Nuke disaster survivors, 2

BY DR. JOSE PALU-AY DACUDAO

AFTER the initial termination of Chernobyl’s mammals, wildlife from adjacent areas immigrated in, or got introduced. These and their offspring have thrived, transforming the exclusion zone into a haven of mammalian diversity.

In so doing, these mammalian populations had to overcome the effects of two medium-lived fission products. One is strontium-90 with a half-life of 28.9 years. The second is cesium-137 with a half-life of 30.23. Since we are slightly more than 30 years away from the Chernobyl disaster, it follows that slightly less than half of the original radiative strontium and cesium are still around. That’s still quite a lot.

Strontium belongs to the same group as calcium. It differs from calcium by having a greater mass, but otherwise acts chemically like calcium. The same applies for cesium in relation to potassium.

Thus radioactive strontium is especially dangerous because it mimics calcium and is absorbed by mammals into their bones. Radioactive cesium is also quite dangerous because it mimics potassium which is the main intracellular cation, and thus avidly absorbed by all mammalian cells.

Yet Chernobyl exclusion zone now hosts one of the most diverse and densest population of wild mammals in Europe. How can they withstand the radioactivity?

First, I hypothesize that because of their relatively short natural life span compared to humans (only from three years to ten), most wild mammals do not have time to develop cancer, aplastic anemia, and other blood dyscrasias that are often the cause of death by radioactivity among humans.

However, the wild mammals of Chernobyl exclusion zone are born, mature, give birth to new offspring, all within ten years, several times. They do not die of cancer and blood dyscrasias, because these haven’t had the time to manifest yet and make them ill.

Second, the above mammals have rates of reproduction significantly above that of humans. For example, wild female deer start reproducing at two years old, and have one or two fawns every year thereafter.

Their female offspring repeat the pattern, first reproducing at two years of age. In spite of this high rate of reproduction compared to humans, deer do not overrun any given area in the wild.
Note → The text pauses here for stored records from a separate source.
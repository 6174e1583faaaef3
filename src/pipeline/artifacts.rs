// Artifact relocation.
//
// Stage scripts write fixed-name outputs into the job workspace. After a run
// those files move into the job-qualified artifacts directory under their
// target names. Each kind relocates independently: an absent source is
// skipped silently (mesh stages are optional and may have failed), an
// existing target is overwritten.

use log::debug;
use std::fs;
use std::io;
use std::path::Path;

use crate::models::ArtifactKind;
use crate::utils::get_job_artifacts_dir;

/// Move every artifact kind present in `workspace` into `artifacts_dir`.
/// Returns the kinds that were actually relocated.
pub fn relocate_into(workspace: &Path, artifacts_dir: &Path) -> io::Result<Vec<ArtifactKind>> {
    fs::create_dir_all(artifacts_dir)?;

    let mut relocated = Vec::new();
    for kind in ArtifactKind::ALL {
        let source = workspace.join(kind.shared_name());
        if !source.exists() {
            debug!("Artifact {:?} not produced, skipping", kind);
            continue;
        }

        let target = artifacts_dir.join(kind.target_name());
        if target.exists() {
            fs::remove_file(&target)?;
        }
        fs::rename(&source, &target)?;
        relocated.push(kind);
    }

    Ok(relocated)
}

pub fn relocate_artifacts(job_id: &str, workspace: &Path) -> io::Result<Vec<ArtifactKind>> {
    relocate_into(workspace, &get_job_artifacts_dir(job_id))
}

#[cfg(test)]
mod tests {
    use super::*;

    fn touch(path: &Path, contents: &str) {
        fs::write(path, contents).unwrap();
    }

    #[test]
    fn test_partial_relocation_only_moves_present_kinds() {
        let workspace = tempfile::tempdir().unwrap();
        let artifacts = tempfile::tempdir().unwrap();
        let artifacts_dir = artifacts.path().join("job-1");

        // Only the mask exists; mesh stages never ran.
        touch(&workspace.path().join("tumor_mask.npy"), "mask-bytes");

        let relocated = relocate_into(workspace.path(), &artifacts_dir).unwrap();
        assert_eq!(relocated, vec![ArtifactKind::Mask]);
        assert!(artifacts_dir.join("mask.npy").exists());
        assert!(!artifacts_dir.join("tumor.glb").exists());
        assert!(!workspace.path().join("tumor_mask.npy").exists());
    }

    #[test]
    fn test_second_pass_without_sources_leaves_targets_alone() {
        let workspace = tempfile::tempdir().unwrap();
        let artifacts = tempfile::tempdir().unwrap();
        let artifacts_dir = artifacts.path().join("job-1");

        touch(&workspace.path().join("tumor_mask.npy"), "first-run");
        relocate_into(workspace.path(), &artifacts_dir).unwrap();

        // Workspace is now empty of sources; relocating again must not
        // delete or alter the already-relocated file.
        let relocated = relocate_into(workspace.path(), &artifacts_dir).unwrap();
        assert!(relocated.is_empty());
        assert_eq!(
            fs::read_to_string(artifacts_dir.join("mask.npy")).unwrap(),
            "first-run"
        );
    }

    #[test]
    fn test_rerun_overwrites_previous_target() {
        let workspace = tempfile::tempdir().unwrap();
        let artifacts = tempfile::tempdir().unwrap();
        let artifacts_dir = artifacts.path().join("job-1");

        touch(&workspace.path().join("tumor.glb"), "old-mesh");
        relocate_into(workspace.path(), &artifacts_dir).unwrap();

        touch(&workspace.path().join("tumor.glb"), "new-mesh");
        relocate_into(workspace.path(), &artifacts_dir).unwrap();

        assert_eq!(
            fs::read_to_string(artifacts_dir.join("tumor.glb")).unwrap(),
            "new-mesh"
        );
    }

    #[test]
    fn test_combined_mesh_relocates_under_merge_stage_output_name() {
        let workspace = tempfile::tempdir().unwrap();
        let artifacts = tempfile::tempdir().unwrap();
        let artifacts_dir = artifacts.path().join("job-1");

        // The merge stage exports tumor_with_brain.glb.
        touch(&workspace.path().join("tumor_with_brain.glb"), "combined");
        let relocated = relocate_into(workspace.path(), &artifacts_dir).unwrap();

        assert_eq!(relocated, vec![ArtifactKind::CombinedMesh]);
        assert!(artifacts_dir
            .join(ArtifactKind::CombinedMesh.target_name())
            .exists());
    }

    #[test]
    fn test_creates_artifacts_dir_on_first_use() {
        let workspace = tempfile::tempdir().unwrap();
        let artifacts = tempfile::tempdir().unwrap();
        let artifacts_dir = artifacts.path().join("deep").join("job-9");

        touch(&workspace.path().join("probability_map.npy"), "probs");
        let relocated = relocate_into(workspace.path(), &artifacts_dir).unwrap();

        assert_eq!(relocated, vec![ArtifactKind::ProbabilityMap]);
        assert!(artifacts_dir.join("probability_map.npy").exists());
    }
}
Why? Because of various factors that keep their population in check, such as predation, diseases, food supply, finite territories each adult deer maintains, and so on. Thus any given area can only support a limited number of deer, the co-called carrying capacity of that particular area. In case of overproduction of offspring, the ‘extra’ ones do not survive.

Let us say that radioactivity in Chernobyl exclusion zone causes a number of birth defects and associated mortalities among deer fetuses and fawns, while there are also others born and grown normally. These mortalities will fall under the “extra” fawns that will not survive anyway.

The healthy fawns will grow up without competition from these “extras”, and so will survive to reproductive age and satisfy the carrying capacity for the zone. The radioactivity thus removes fawns that won’t survive anyway even without radioactivity.

It would be interesting to put this hypothesis to the test by populating Chernobyl with long-lived mammals with slow reproduction rates such as elephants.